[c10d] Extend NCCL communicator splitting to more use cases (#114916)

Previously we could only use `ncclCommSplit` when we knew all backends were connected on all shards (due to the need to perform a NOCOLOR split), which in practice meant we could only use it for subgroups that were copies of the entire world. This change allows for specifying a bound device id to `init_process_group` which tells the pg and its backends that the specified device, and the specified device only, will be associated with this rank.
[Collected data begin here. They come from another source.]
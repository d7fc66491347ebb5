// lib/src/services/dashboard_service.rs

use log::warn;
use serde::Serialize;
use models::appointments::Appointment;
use models::errors::MedResult;
use models::history::MedicalHistoryRecord;
use models::profiles::PatientProfile;
use models::users::User;

use crate::stores::{AppointmentStore, MedicalHistoryStore, PatientProfileStore, UserStore};

/// Everything the patient dashboard shows. Built from three independent
/// reads; a failure in any one degrades that section to empty instead of
/// blanking the whole page.
#[derive(Debug, Clone, Serialize)]
pub struct PatientDashboard {
    pub appointments: Vec<Appointment>,
    pub profile: Option<PatientProfile>,
    pub history: Vec<MedicalHistoryRecord>,
}

/// One patient's record as seen by a doctor.
#[derive(Debug, Clone, Serialize)]
pub struct PatientRecordView {
    pub patient: Option<User>,
    pub profile: Option<PatientProfile>,
    pub history: Vec<MedicalHistoryRecord>,
}

pub struct DashboardService {
    users: UserStore,
    patient_profiles: PatientProfileStore,
    appointments: AppointmentStore,
    history: MedicalHistoryStore,
}

impl DashboardService {
    pub fn new(
        users: UserStore,
        patient_profiles: PatientProfileStore,
        appointments: AppointmentStore,
        history: MedicalHistoryStore,
    ) -> Self {
        DashboardService {
            users,
            patient_profiles,
            appointments,
            history,
        }
    }

    pub async fn patient_dashboard(&self, email: &str) -> MedResult<PatientDashboard> {
        let appointments = self
            .appointments
            .for_patient(email)
            .await
            .unwrap_or_else(|e| {
                warn!("appointment lookup for {} failed: {}", email, e);
                Vec::new()
            });
        let profile = self.patient_profiles.get(email).await.unwrap_or_else(|e| {
            warn!("profile lookup for {} failed: {}", email, e);
            None
        });
        let history = self.history.for_patient(email).await.unwrap_or_else(|e| {
            warn!("history lookup for {} failed: {}", email, e);
            Vec::new()
        });
        Ok(PatientDashboard {
            appointments,
            profile,
            history,
        })
    }

    /// No check that the requesting doctor has ever treated this patient;
    /// any authenticated doctor may view any patient. Known access-control
    /// gap, preserved as observed.
    pub async fn view_patient(&self, email: &str) -> MedResult<PatientRecordView> {
        let patient = self.users.get(email).await.unwrap_or_else(|e| {
            warn!("patient lookup for {} failed: {}", email, e);
            None
        });
        let profile = self.patient_profiles.get(email).await.unwrap_or_else(|e| {
            warn!("profile lookup for {} failed: {}", email, e);
            None
        });
        let history = self.history.for_patient(email).await.unwrap_or_else(|e| {
            warn!("history lookup for {} failed: {}", email, e);
            Vec::new()
        });
        Ok(PatientRecordView {
            patient,
            profile,
            history,
        })
    }
}
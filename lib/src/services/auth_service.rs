// lib/src/services/auth_service.rs

use std::sync::Arc;
use chrono::Utc;
use log::info;
use serde::Deserialize;
use uuid::Uuid;
use models::errors::{MedResult, MedTrackError, ValidationError};
use models::users::{Role, User};

use crate::auth::{hash_password, verify_password, SessionStore};
use crate::notifier::Notifier;
use crate::stores::UserStore;

/// Signup form fields as submitted. Specialization only matters for
/// doctors and is discarded for patients.
#[derive(Debug, Clone, Deserialize)]
pub struct SignupForm {
    pub role: Role,
    pub name: String,
    pub email: String,
    pub password: String,
    pub confirm_password: String,
    pub age: String,
    pub gender: String,
    #[serde(default)]
    pub specialization: Option<String>,
}

#[derive(Debug, Clone, Deserialize)]
pub struct LoginForm {
    pub email: String,
    pub password: String,
}

/// Outcome of a successful signup or login: the session token to set and
/// the role that decides which page the caller lands on.
#[derive(Debug, Clone)]
pub struct AuthOutcome {
    pub token: Uuid,
    pub role: Role,
}

pub struct AuthService {
    users: UserStore,
    sessions: SessionStore,
    notifier: Arc<dyn Notifier>,
}

impl AuthService {
    pub fn new(users: UserStore, sessions: SessionStore, notifier: Arc<dyn Notifier>) -> Self {
        AuthService { users, sessions, notifier }
    }

    /// Create an account, announce it, and establish a session. Mismatched
    /// passwords and duplicate emails are validation failures; a store
    /// failure on the write surfaces to the caller.
    pub async fn signup(&self, form: SignupForm) -> MedResult<AuthOutcome> {
        if form.password != form.confirm_password {
            return Err(ValidationError::PasswordMismatch.into());
        }
        if form.email.is_empty() {
            return Err(ValidationError::MissingField("email".to_string()).into());
        }

        let password_hash = hash_password(&form.password)?;
        let user = User {
            email: form.email.clone(),
            name: form.name.clone(),
            password_hash,
            role: form.role,
            age: form.age,
            gender: form.gender,
            specialization: match form.role {
                Role::Doctor => form.specialization,
                Role::Patient => None,
            },
            created_at: Utc::now(),
        };

        self.users.create(&user).await?;
        info!("new {} account registered: {}", user.role, user.email);

        self.notifier
            .publish(
                "New User Registration",
                &format!(
                    "Welcome {}! Your {} account has been created successfully.",
                    user.name, user.role
                ),
            )
            .await;

        let token = self.sessions.create(&user.email).await?;
        Ok(AuthOutcome { token, role: user.role })
    }

    /// Authenticate and establish a session. An unknown email and a wrong
    /// password return the identical generic error; nothing distinguishes
    /// the two to the caller.
    pub async fn login(&self, form: LoginForm) -> MedResult<AuthOutcome> {
        let user = self
            .users
            .get(&form.email)
            .await?
            .ok_or(MedTrackError::Auth)?;
        if !verify_password(&form.password, &user.password_hash) {
            return Err(MedTrackError::Auth);
        }

        let token = self.sessions.create(&user.email).await?;
        Ok(AuthOutcome { token, role: user.role })
    }

    /// Clear the session unconditionally; unknown tokens are a no-op.
    pub async fn logout(&self, token: Uuid) -> MedResult<()> {
        self.sessions.destroy(token).await
    }
}

#[cfg(test)]
mod tests {
    use super::*;
    use crate::notifier::NoopNotifier;
    use crate::storage_engine::{InMemoryStorage, StorageEngine};

    fn service() -> (AuthService, UserStore) {
        let engine: Arc<dyn StorageEngine> = Arc::new(InMemoryStorage::new());
        let users = UserStore::new(engine.clone());
        let auth = AuthService::new(
            users.clone(),
            SessionStore::new(engine, 3600),
            Arc::new(NoopNotifier),
        );
        (auth, users)
    }

    fn signup_form(email: &str, password: &str, confirm: &str, role: Role) -> SignupForm {
        SignupForm {
            role,
            name: "Ann".to_string(),
            email: email.to_string(),
            password: password.to_string(),
            confirm_password: confirm.to_string(),
            age: "30".to_string(),
            gender: "female".to_string(),
            specialization: None,
        }
    }

    #[tokio::test]
    async fn signup_then_login_resolves_same_role() {
        let (auth, _users) = service();
        let signed_up = auth
            .signup(signup_form("ann@x.com", "p1", "p1", Role::Patient))
            .await
            .unwrap();
        assert_eq!(signed_up.role, Role::Patient);

        let logged_in = auth
            .login(LoginForm {
                email: "ann@x.com".to_string(),
                password: "p1".to_string(),
            })
            .await
            .unwrap();
        assert_eq!(logged_in.role, Role::Patient);
        assert_ne!(logged_in.token, signed_up.token);
    }

    #[tokio::test]
    async fn mismatched_passwords_fail_validation() {
        let (auth, _users) = service();
        let err = auth
            .signup(signup_form("ann@x.com", "p1", "p2", Role::Patient))
            .await
            .unwrap_err();
        assert!(matches!(
            err,
            MedTrackError::Validation(ValidationError::PasswordMismatch)
        ));
    }

    #[tokio::test]
    async fn unknown_email_and_wrong_password_are_indistinguishable() {
        let (auth, _users) = service();
        auth.signup(signup_form("ann@x.com", "p1", "p1", Role::Patient))
            .await
            .unwrap();

        let unknown = auth
            .login(LoginForm {
                email: "nobody@x.com".to_string(),
                password: "p1".to_string(),
            })
            .await
            .unwrap_err();
        let wrong = auth
            .login(LoginForm {
                email: "ann@x.com".to_string(),
                password: "p2".to_string(),
            })
            .await
            .unwrap_err();
        assert_eq!(unknown.to_string(), wrong.to_string());
        assert!(matches!(unknown, MedTrackError::Auth));
        assert!(matches!(wrong, MedTrackError::Auth));
    }

    #[tokio::test]
    async fn duplicate_signup_is_rejected() {
        let (auth, _users) = service();
        auth.signup(signup_form("ann@x.com", "p1", "p1", Role::Patient))
            .await
            .unwrap();
        let err = auth
            .signup(signup_form("ann@x.com", "p3", "p3", Role::Doctor))
            .await
            .unwrap_err();
        assert!(matches!(
            err,
            MedTrackError::Validation(ValidationError::EmailAlreadyRegistered(_))
        ));
    }

    #[tokio::test]
    async fn logout_is_idempotent() {
        let (auth, _users) = service();
        let outcome = auth
            .signup(signup_form("ann@x.com", "p1", "p1", Role::Patient))
            .await
            .unwrap();
        auth.logout(outcome.token).await.unwrap();
        auth.logout(outcome.token).await.unwrap();
    }

    #[tokio::test]
    async fn patient_specialization_is_discarded() {
        let (auth, users) = service();
        let mut form = signup_form("ann@x.com", "p1", "p1", Role::Patient);
        form.specialization = Some("cardiology".to_string());
        auth.signup(form).await.unwrap();

        let stored = users.get("ann@x.com").await.unwrap().unwrap();
        assert!(stored.specialization.is_none());
    }
}
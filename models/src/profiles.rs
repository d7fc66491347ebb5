// models/src/profiles.rs
use serde::{Serialize, Deserialize};

/// Contact and medical baseline for a patient, keyed by the owning user's
/// email. Saved wholesale on each submission; omitted form fields arrive as
/// empty strings, there is no field-level merge.
#[derive(Debug, Clone, Default, Serialize, Deserialize)]
pub struct PatientProfile {
    pub email: String,
    pub contact: String,
    pub address: String,
    pub height: String,
    pub weight: String,
    pub blood_group: String,
    pub allergies: String,
    pub conditions: String,
    pub history: String,
}

/// Practice details for a doctor, keyed by the owning user's email.
#[derive(Debug, Clone, Default, Serialize, Deserialize)]
pub struct DoctorProfile {
    pub email: String,
    pub experience: String,
    pub clinic_address: String,
    pub contact: String,
    pub availability: String,
}

impl DoctorProfile {
    /// Availability string shown to booking patients when no profile or an
    /// empty availability has been saved.
    pub const AVAILABILITY_NOT_PROVIDED: &'static str = "Not provided";
}
// lib/src/stores/history.rs

use std::sync::Arc;
use log::warn;
use models::errors::MedResult;
use models::history::MedicalHistoryRecord;

use crate::storage_engine::{index_key, index_scan_prefix, trees, StorageEngine};
use crate::stores::{decode, encode};

/// Append-only visit history, keyed by record id and indexed by patient
/// email. Records are never updated or deleted.
#[derive(Clone)]
pub struct MedicalHistoryStore {
    engine: Arc<dyn StorageEngine>,
}

impl MedicalHistoryStore {
    pub fn new(engine: Arc<dyn StorageEngine>) -> Self {
        MedicalHistoryStore { engine }
    }

    pub async fn append(&self, record: &MedicalHistoryRecord) -> MedResult<()> {
        let id = record.id.to_string();
        let bytes = encode(record)?;
        self.engine
            .insert(trees::MEDICAL_HISTORY, id.as_bytes(), bytes)
            .await?;
        self.engine
            .insert(
                trees::MEDICAL_HISTORY_BY_PATIENT,
                &index_key(&record.email, &id),
                id.into_bytes(),
            )
            .await?;
        Ok(())
    }

    pub async fn for_patient(&self, email: &str) -> MedResult<Vec<MedicalHistoryRecord>> {
        let entries = self
            .engine
            .scan_prefix(trees::MEDICAL_HISTORY_BY_PATIENT, &index_scan_prefix(email))
            .await?;
        let mut records = Vec::with_capacity(entries.len());
        for (_, id_bytes) in entries {
            let id = String::from_utf8_lossy(&id_bytes).into_owned();
            match self.engine.retrieve(trees::MEDICAL_HISTORY, id.as_bytes()).await? {
                Some(bytes) => records.push(decode(&bytes)?),
                None => warn!("history index points at missing record {}", id),
            }
        }
        Ok(records)
    }
}
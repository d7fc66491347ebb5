// lib/src/config.rs

use std::env;
use std::net::SocketAddr;
use std::path::PathBuf;
use std::str::FromStr;
use log::warn;

pub const DEFAULT_BIND_ADDR: &str = "0.0.0.0:5000";
pub const DEFAULT_DATA_DIR: &str = "./medtrack_data";
pub const DEFAULT_SESSION_LIFETIME_SECS: i64 = 3600;

#[derive(Debug, Clone, Copy, PartialEq, Eq)]
pub enum StorageEngineKind {
    Sled,
    Memory,
}

impl FromStr for StorageEngineKind {
    type Err = String;

    fn from_str(s: &str) -> Result<Self, Self::Err> {
        match s.to_ascii_lowercase().as_str() {
            "sled" => Ok(StorageEngineKind::Sled),
            "memory" | "in-memory" => Ok(StorageEngineKind::Memory),
            other => Err(format!("unknown storage engine '{}'", other)),
        }
    }
}

/// Process configuration, read once at startup from the environment
/// (a `.env` file is honored when present).
#[derive(Debug, Clone)]
pub struct AppConfig {
    pub bind_addr: SocketAddr,
    pub storage_engine: StorageEngineKind,
    pub data_dir: PathBuf,
    /// Announcement topic for the notifier. Absent means notifications are
    /// skipped entirely.
    pub notification_topic: Option<String>,
    /// Hard session lifetime; sessions never refresh on activity.
    pub session_lifetime_secs: i64,
}

impl Default for AppConfig {
    fn default() -> Self {
        AppConfig {
            bind_addr: DEFAULT_BIND_ADDR.parse().expect("default bind addr parses"),
            storage_engine: StorageEngineKind::Sled,
            data_dir: PathBuf::from(DEFAULT_DATA_DIR),
            notification_topic: None,
            session_lifetime_secs: DEFAULT_SESSION_LIFETIME_SECS,
        }
    }
}

impl AppConfig {
    /// Build the configuration from environment variables, falling back to
    /// defaults on absent or malformed values (malformed values warn).
    pub fn from_env() -> Self {
        if dotenvy::dotenv().is_err() {
            warn!(".env file not found, using environment and defaults");
        }

        let defaults = AppConfig::default();

        let bind_addr = match env::var("BIND_ADDR") {
            Ok(raw) => raw.parse().unwrap_or_else(|_| {
                warn!("invalid BIND_ADDR '{}', using {}", raw, defaults.bind_addr);
                defaults.bind_addr
            }),
            Err(_) => defaults.bind_addr,
        };

        let storage_engine = match env::var("STORAGE_ENGINE") {
            Ok(raw) => raw.parse().unwrap_or_else(|e: String| {
                warn!("{}, using sled", e);
                StorageEngineKind::Sled
            }),
            Err(_) => StorageEngineKind::Sled,
        };

        let data_dir = env::var("DATA_DIR")
            .map(PathBuf::from)
            .unwrap_or(defaults.data_dir);

        let notification_topic = env::var("NOTIFICATION_TOPIC").ok().filter(|t| !t.is_empty());

        let session_lifetime_secs = match env::var("SESSION_LIFETIME_SECS") {
            Ok(raw) => raw.parse().unwrap_or_else(|_| {
                warn!(
                    "invalid SESSION_LIFETIME_SECS '{}', using {}",
                    raw, defaults.session_lifetime_secs
                );
                defaults.session_lifetime_secs
            }),
            Err(_) => defaults.session_lifetime_secs,
        };

        AppConfig {
            bind_addr,
            storage_engine,
            data_dir,
            notification_topic,
            session_lifetime_secs,
        }
    }
}

#[cfg(test)]
mod tests {
    use super::*;

    #[test]
    fn engine_kind_parses_both_spellings() {
        assert_eq!("sled".parse::<StorageEngineKind>().unwrap(), StorageEngineKind::Sled);
        assert_eq!("memory".parse::<StorageEngineKind>().unwrap(), StorageEngineKind::Memory);
        assert_eq!("in-memory".parse::<StorageEngineKind>().unwrap(), StorageEngineKind::Memory);
        assert!("dynamo".parse::<StorageEngineKind>().is_err());
    }

    #[test]
    fn defaults_are_sane() {
        let config = AppConfig::default();
        assert_eq!(config.session_lifetime_secs, 3600);
        assert_eq!(config.storage_engine, StorageEngineKind::Sled);
        assert!(config.notification_topic.is_none());
    }
}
This guarantee lets us do an early connect (which we could not previously do due to how ProcessGroupNCCL infers devices based on tensors and not the rank number). And by doing the early connect, we have the guarantee ranks are connected and can perform nocolor splits when needed. Pull Request resolved: https://github.com/pytorch/pytorch/pull/114916 Approved by: https://github.com/kwen2501
2025-10-20 21:14:14 +08:00 · 2023-12-07 15:13:01 +00:00
parent a6736ac851
commit 78b945484b
7 changed files with 232 additions and 36 deletions
--- a/test/distributed/test_c10d_nccl.py
+++ b/test/distributed/test_c10d_nccl.py
@ -210,14 +210,15 @@ class ProcessGroupNCCLNoGPUTest(TestCase):


 class ProcessGroupNCCLTest(MultiProcessTestCase):
-    def _create_process_group_nccl(self, store, opts):
+    def _create_process_group_nccl(self, store, opts, device_id=None):
        # create nccl processgroup with opts
        c10d.init_process_group(
            "nccl",
            world_size=self.world_size,
            rank=self.rank,
            store=store,
-            pg_options=opts)
+            pg_options=opts,
+            device_id=device_id)
        pg = c10d.distributed_c10d._get_default_group()
        return pg

@ -1286,6 +1287,8 @@ class ProcessGroupNCCLTest(MultiProcessTestCase):

    @requires_nccl_version((2, 18), "Need NCCL 2.18+ for ncclCommSplit")
    def test_comm_split_optimization(self):
+        # Test the optimization of new groups that contain all world
+        # ranks use the "transparent" `ncclCommSplit` optimization.
        store = c10d.FileStore(self.file_name, self.world_size)
        pg = self._create_process_group_nccl(store, self.opts())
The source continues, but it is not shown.